- EXERCISE GOAL -
Go through the data below and return each line containing the word "true".

[Stored data entries]
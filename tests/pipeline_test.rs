//! Conversion pipeline tests against an in-memory provider.

mod common;

use mobiconvert::model::{Part, PartKind, Parts};
use mobiconvert::{ConvertConfig, ErrorKind, HybridPart, LoadOptions, convert, convert_document, extract};

use common::{StubDocument, StubProvider, entry_names, sample_parts};

const INPUT: &[u8] = b"STUB\0\0\0\x01 body";

#[test]
fn test_convert_produces_epub() {
    let provider = StubProvider::new(sample_parts());
    let epub = convert(&provider, INPUT, &ConvertConfig::default()).unwrap();

    let report = mobiconvert::epub::inspect(&epub).unwrap();
    assert!(report.is_valid(), "{:?}", report.issues);
    assert!(report.entry("OEBPS/part00001.html").is_some());
}

#[test]
fn test_document_released_once_on_success() {
    let provider = StubProvider::new(sample_parts());
    convert(&provider, INPUT, &ConvertConfig::default()).unwrap();
    assert_eq!(provider.loaded(), 1);
    assert_eq!(provider.released(), 1);
}

#[test]
fn test_document_released_once_on_parse_failure() {
    let mut provider = StubProvider::new(sample_parts());
    provider.fail_parse = true;

    let err = convert(&provider, INPUT, &ConvertConfig::default()).unwrap_err();
    assert_eq!(err.kind(), ErrorKind::Parse);
    assert_eq!(provider.released(), 1);
}

#[test]
fn test_replica_rejected_and_released() {
    let mut provider = StubProvider::new(sample_parts());
    provider.replica = true;

    let err = convert(&provider, INPUT, &ConvertConfig::default()).unwrap_err();
    assert_eq!(err.kind(), ErrorKind::FormatUnsupported);
    assert!(err.to_string().contains("Print Replica"));
    assert_eq!(provider.released(), 1);
}

#[test]
fn test_unsupported_input_never_loads() {
    let provider = StubProvider::new(sample_parts());
    let err = convert(&provider, b"%PDF-1.4", &ConvertConfig::default()).unwrap_err();

    assert_eq!(err.kind(), ErrorKind::FormatUnsupported);
    assert_eq!(provider.loaded(), 0);
    assert_eq!(provider.released(), 0);
}

#[test]
fn test_truncated_input_is_corrupt() {
    let provider = StubProvider::new(sample_parts());
    let err = convert(&provider, b"STUB", &ConvertConfig::default()).unwrap_err();

    assert_eq!(err.kind(), ErrorKind::CorruptData);
    assert_eq!(provider.released(), 0);
}

#[test]
fn test_packaging_failure_after_release() {
    let parts = Parts::new()
        .with_markup(Part::new(1, PartKind::Html, "a"))
        .with_markup(Part::new(1, PartKind::Html, "b"));
    let provider = StubProvider::new(parts);

    let err = convert(&provider, INPUT, &ConvertConfig::default()).unwrap_err();
    assert_eq!(err.kind(), ErrorKind::EntryWrite);
    assert_eq!(provider.released(), 1);
}

#[test]
fn test_parts_are_sorted_by_uid() {
    let parts = Parts::new()
        .with_markup(Part::new(7, PartKind::Html, "seven"))
        .with_markup(Part::new(2, PartKind::Html, "two"))
        .with_resource(Part::new(5, PartKind::Png, "png"))
        .with_resource(Part::new(3, PartKind::Opf, "opf"));
    let provider = StubProvider::new(parts);
    let epub = convert(&provider, INPUT, &ConvertConfig::default()).unwrap();

    assert_eq!(
        entry_names(&epub)[2..],
        [
            "OEBPS/part00002.html",
            "OEBPS/part00007.html",
            "OEBPS/content.opf",
            "OEBPS/resource00005.png",
        ]
    );
}

#[test]
fn test_extract_sorts_in_place() {
    let mut document = StubDocument::default();
    document.parts = Parts::new()
        .with_flow(Part::new(4, PartKind::Css, "b"))
        .with_flow(Part::new(0, PartKind::Html, "raw"));

    let parts = extract(&document).unwrap();
    let uids: Vec<_> = parts.flow.iter().map(|p| p.uid).collect();
    assert_eq!(uids, vec![0, 4]);
}

#[test]
fn test_convert_document_matches_convert() {
    let provider = StubProvider::new(sample_parts());
    let via_provider = convert(&provider, INPUT, &ConvertConfig::default()).unwrap();

    let mut document = StubDocument::default();
    document.parts = sample_parts();
    let direct = convert_document(&document, &ConvertConfig::default()).unwrap();

    assert_eq!(via_provider, direct);
}

#[test]
fn test_hybrid_selection_reaches_provider() {
    let provider = StubProvider::new(sample_parts());
    convert(&provider, INPUT, &ConvertConfig::default()).unwrap();
    assert_eq!(provider.hybrid.get(), Some(HybridPart::Kf8));

    let config = ConvertConfig::default().with_load(LoadOptions::default().with_hybrid(HybridPart::Kf7));
    convert(&provider, INPUT, &config).unwrap();
    assert_eq!(provider.hybrid.get(), Some(HybridPart::Kf7));
}

#[test]
fn test_empty_document_converts() {
    let provider = StubProvider::new(Parts::new());
    let epub = convert(&provider, INPUT, &ConvertConfig::default()).unwrap();
    assert_eq!(entry_names(&epub).len(), 2);
    assert_eq!(provider.released(), 1);
}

- EXPECTED ANSWER -
    provider.fail_parse = true;
    provider.replica = true;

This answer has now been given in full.